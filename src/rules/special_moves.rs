//! En passant, castling and promotion rules.
//!
//! These need more than the board: the previous move (en passant) and the
//! castling flags. The game state feeds them in and executes the result.

use crate::chess_errors::MoveRejected;
use crate::game_state::board::Board;
use crate::game_state::chess_rules::{KINGSIDE_ROOK_COL, KING_HOME_COL, QUEENSIDE_ROOK_COL};
use crate::game_state::chess_types::*;
use crate::rules::check_detection::{is_in_check, is_square_attacked};
use crate::rules::move_geometry::path_is_clear;

/// Which wing a castle goes to.
#[derive(Debug, Clone, Copy, PartialEq, Eq)]
pub enum CastleSide {
    Kingside,
    Queenside,
}

impl CastleSide {
    /// Wing targeted by a king move onto `to_col`, if it is a castling destination.
    pub fn from_king_destination(to_col: u8) -> Option<Self> {
        match to_col {
            6 => Some(CastleSide::Kingside),
            2 => Some(CastleSide::Queenside),
            _ => None,
        }
    }

    pub const fn rook_col(self) -> u8 {
        match self {
            CastleSide::Kingside => KINGSIDE_ROOK_COL,
            CastleSide::Queenside => QUEENSIDE_ROOK_COL,
        }
    }

    /// Column the rook lands on, adjacent to the king's destination.
    pub const fn rook_destination_col(self) -> u8 {
        match self {
            CastleSide::Kingside => 5,
            CastleSide::Queenside => 3,
        }
    }

    const fn step(self) -> i8 {
        match self {
            CastleSide::Kingside => 1,
            CastleSide::Queenside => -1,
        }
    }
}

/// Rook relocation that accompanies a castle.
#[derive(Debug, Clone, Copy, PartialEq, Eq)]
pub struct CastleRookMove {
    pub side: CastleSide,
    pub rook_from: Square,
    pub rook_to: Square,
}

/// Checks every castling precondition for `color` on `side`.
pub fn validate_castling(
    board: &Board,
    rights: &CastlingRights,
    color: Color,
    side: CastleSide,
) -> Result<CastleRookMove, MoveRejected> {
    let flags = rights.side(color);
    if flags.king_moved {
        return Err(MoveRejected::CastlingNotAllowed("king has already moved"));
    }
    let rook_moved = match side {
        CastleSide::Kingside => flags.kingside_rook_moved,
        CastleSide::Queenside => flags.queenside_rook_moved,
    };
    if rook_moved {
        return Err(MoveRejected::CastlingNotAllowed("rook has already moved"));
    }

    let row = color.home_row() as i8;
    let king_from =
        Square::new(row, KING_HOME_COL as i8).ok_or(MoveRejected::KingMissing(color))?;
    if board.get(king_from) != Some(Piece::new(color, PieceKind::King)) {
        return Err(MoveRejected::CastlingNotAllowed("king is not on its home square"));
    }
    let rook_from = Square::new(row, side.rook_col() as i8)
        .ok_or(MoveRejected::CastlingNotAllowed("rook square off the board"))?;
    if board.get(rook_from) != Some(Piece::new(color, PieceKind::Rook)) {
        return Err(MoveRejected::CastlingNotAllowed("rook is not on its home square"));
    }
    if !path_is_clear(board, king_from, rook_from) {
        return Err(MoveRejected::CastlingNotAllowed("squares between king and rook are occupied"));
    }
    if is_in_check(board, color) {
        return Err(MoveRejected::CastlingNotAllowed("king is in check"));
    }

    let enemy = color.opposite();
    for distance in 1..=2 {
        let transit = king_from
            .offset(0, side.step() * distance)
            .ok_or(MoveRejected::CastlingNotAllowed("king path off the board"))?;
        if is_square_attacked(board, transit, enemy) {
            return Err(MoveRejected::CastlingNotAllowed("king passes through an attacked square"));
        }
    }

    let rook_to = Square::new(row, side.rook_destination_col() as i8)
        .ok_or(MoveRejected::CastlingNotAllowed("rook destination off the board"))?;
    Ok(CastleRookMove {
        side,
        rook_from,
        rook_to,
    })
}

/// Square of the pawn captured en passant by `mv`, if `mv` is an en passant capture.
///
/// `en_passant_file` is the file the previous move enabled, if any.
pub fn en_passant_capture_square(
    board: &Board,
    mv: &ChessMove,
    color: Color,
    en_passant_file: Option<u8>,
) -> Option<Square> {
    let piece = board.get(mv.from)?;
    if piece != Piece::new(color, PieceKind::Pawn) {
        return None;
    }
    if en_passant_file != Some(mv.to.col()) {
        return None;
    }
    if mv.from.row() != color.en_passant_row()
        || mv.row_delta() != color.pawn_direction()
        || mv.col_delta().abs() != 1
        || !board.is_empty(mv.to)
    {
        return None;
    }

    let captured = Square::new(mv.from.row() as i8, mv.to.col() as i8)?;
    (board.get(captured) == Some(Piece::new(color.opposite(), PieceKind::Pawn)))
        .then_some(captured)
}

/// File to record after `mv`: the landing file of a pawn double step that an
/// enemy pawn could capture en passant next move.
pub fn en_passant_file_after(board_before: &Board, mv: &ChessMove, color: Color) -> Option<u8> {
    let piece = board_before.get(mv.from)?;
    if piece.kind != PieceKind::Pawn || mv.col_delta() != 0 || mv.row_delta().abs() != 2 {
        return None;
    }

    let enemy_pawn = Piece::new(color.opposite(), PieceKind::Pawn);
    let adjacent_enemy = [-1, 1].into_iter().any(|d_col| {
        mv.to
            .offset(0, d_col)
            .is_some_and(|side| board_before.get(side) == Some(enemy_pawn))
    });
    adjacent_enemy.then_some(mv.to.col())
}

/// Kind a pawn becomes when it reaches the last rank; `None` if `mv` is no promotion.
pub fn promotion_kind(piece: Piece, mv: &ChessMove) -> Option<PieceKind> {
    if piece.kind != PieceKind::Pawn || mv.to.row() != piece.color.promotion_row() {
        return None;
    }
    Some(
        mv.promotion
            .filter(|kind| kind.is_promotion_target())
            .unwrap_or(PieceKind::Queen),
    )
}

+++

● Exercise requirements
A complete, exact copy of the entries above is what is wanted.

● Written solution
filename src/rules/special_moves.rs
//! En passant, castling and promotion rules.
//!
//! These need more than the board: the previous move (en passant) and the
//! castling flags. The game state feeds them in and executes the result.

use crate::chess_errors::MoveRejected;
use crate::game_state::board::Board;
use crate::game_state::chess_rules::{KINGSIDE_ROOK_COL, KING_HOME_COL, QUEENSIDE_ROOK_COL};
use crate::game_state::chess_types::*;
use crate::rules::check_detection::{is_in_check, is_square_attacked};
use crate::rules::move_geometry::path_is_clear;

/// Which wing a castle goes to.
#[derive(Debug, Clone, Copy, PartialEq, Eq)]
pub enum CastleSide {
    Kingside,
    Queenside,
}

impl CastleSide {
    /// Wing targeted by a king move onto `to_col`, if it is a castling destination.
    pub fn from_king_destination(to_col: u8) -> Option<Self> {
        match to_col {
            6 => Some(CastleSide::Kingside),
            2 => Some(CastleSide::Queenside),
            _ => None,
        }
    }

    pub const fn rook_col(self) -> u8 {
        match self {
            CastleSide::Kingside => KINGSIDE_ROOK_COL,
            CastleSide::Queenside => QUEENSIDE_ROOK_COL,
        }
    }

    /// Column the rook lands on, adjacent to the king's destination.
    pub const fn rook_destination_col(self) -> u8 {
        match self {
            CastleSide::Kingside => 5,
            CastleSide::Queenside => 3,
        }
    }

    const fn step(self) -> i8 {
        match self {
            CastleSide::Kingside => 1,
            CastleSide::Queenside => -1,
        }
    }
}

/// Rook relocation that accompanies a castle.
#[derive(Debug, Clone, Copy, PartialEq, Eq)]
pub struct CastleRookMove {
    pub side: CastleSide,
    pub rook_from: Square,
    pub rook_to: Square,
}

/// Checks every castling precondition for `color` on `side`.
pub fn validate_castling(
    board: &Board,
    rights: &CastlingRights,
    color: Color,
    side: CastleSide,
) -> Result<CastleRookMove, MoveRejected> {
    let flags = rights.side(color);
    if flags.king_moved {
        return Err(MoveRejected::CastlingNotAllowed("king has already moved"));
    }
    let rook_moved = match side {
        CastleSide::Kingside => flags.kingside_rook_moved,
        CastleSide::Queenside => flags.queenside_rook_moved,
    };
    if rook_moved {
        return Err(MoveRejected::CastlingNotAllowed("rook has already moved"));
    }

    let row = color.home_row() as i8;
    let king_from =
        Square::new(row, KING_HOME_COL as i8).ok_or(MoveRejected::KingMissing(color))?;
    if board.get(king_from) != Some(Piece::new(color, PieceKind::King)) {
        return Err(MoveRejected::CastlingNotAllowed("king is not on its home square"));
    }
    let rook_from = Square::new(row, side.rook_col() as i8)
        .ok_or(MoveRejected::CastlingNotAllowed("rook square off the board"))?;
    if board.get(rook_from) != Some(Piece::new(color, PieceKind::Rook)) {
        return Err(MoveRejected::CastlingNotAllowed("rook is not on its home square"));
    }
    if !path_is_clear(board, king_from, rook_from) {
        return Err(MoveRejected::CastlingNotAllowed("squares between king and rook are occupied"));
    }
    if is_in_check(board, color) {
        return Err(MoveRejected::CastlingNotAllowed("king is in check"));
    }

    let enemy = color.opposite();
    for distance in 1..=2 {
        let transit = king_from
            .offset(0, side.step() * distance)
            .ok_or(MoveRejected::CastlingNotAllowed("king path off the board"))?;
        if is_square_attacked(board, transit, enemy) {
            return Err(MoveRejected::CastlingNotAllowed("king passes through an attacked square"));
        }
    }

    let rook_to = Square::new(row, side.rook_destination_col() as i8)
        .ok_or(MoveRejected::CastlingNotAllowed("rook destination off the board"))?;
    Ok(CastleRookMove {
        side,
        rook_from,
        rook_to,
    })
}

/// Square of the pawn captured en passant by `mv`, if `mv` is an en passant capture.
///
/// `en_passant_file` is the file the previous move enabled, if any.
pub fn en_passant_capture_square(
    board: &Board,
    mv: &ChessMove,
    color: Color,
    en_passant_file: Option<u8>,
) -> Option<Square> {
    let piece = board.get(mv.from)?;
    if piece != Piece::new(color, PieceKind::Pawn) {
        return None;
    }
    if en_passant_file != Some(mv.to.col()) {
        return None;
    }
    if mv.from.row() != color.en_passant_row()
        || mv.row_delta() != color.pawn_direction()
        || mv.col_delta().abs() != 1
        || !board.is_empty(mv.to)
    {
        return None;
    }

    let captured = Square::new(mv.from.row() as i8, mv.to.col() as i8)?;
    (board.get(captured) == Some(Piece::new(color.opposite(), PieceKind::Pawn)))
        .then_some(captured)
}

/// File to record after `mv`: the landing file of a pawn double step that an
/// enemy pawn could capture en passant next move.
pub fn en_passant_file_after(board_before: &Board, mv: &ChessMove, color: Color) -> Option<u8> {
    let piece = board_before.get(mv.from)?;
    if piece.kind != PieceKind::Pawn || mv.col_delta() != 0 || mv.row_delta().abs() != 2 {
        return None;
    }

    let enemy_pawn = Piece::new(color.opposite(), PieceKind::Pawn);
    let adjacent_enemy = [-1, 1].into_iter().any(|d_col| {
        mv.to
            .offset(0, d_col)
            .is_some_and(|side| board_before.get(side) == Some(enemy_pawn))
    });
    adjacent_enemy.then_some(mv.to.col())
}

/// Kind a pawn becomes when it reaches the last rank; `None` if `mv` is no promotion.
pub fn promotion_kind(piece: Piece, mv: &ChessMove) -> Option<PieceKind> {
    if piece.kind != PieceKind::Pawn || mv.to.row() != piece.color.promotion_row() {
        return None;
    }
    Some(
        mv.promotion
            .filter(|kind| kind.is_promotion_target())
            .unwrap_or(PieceKind::Queen),
    )
}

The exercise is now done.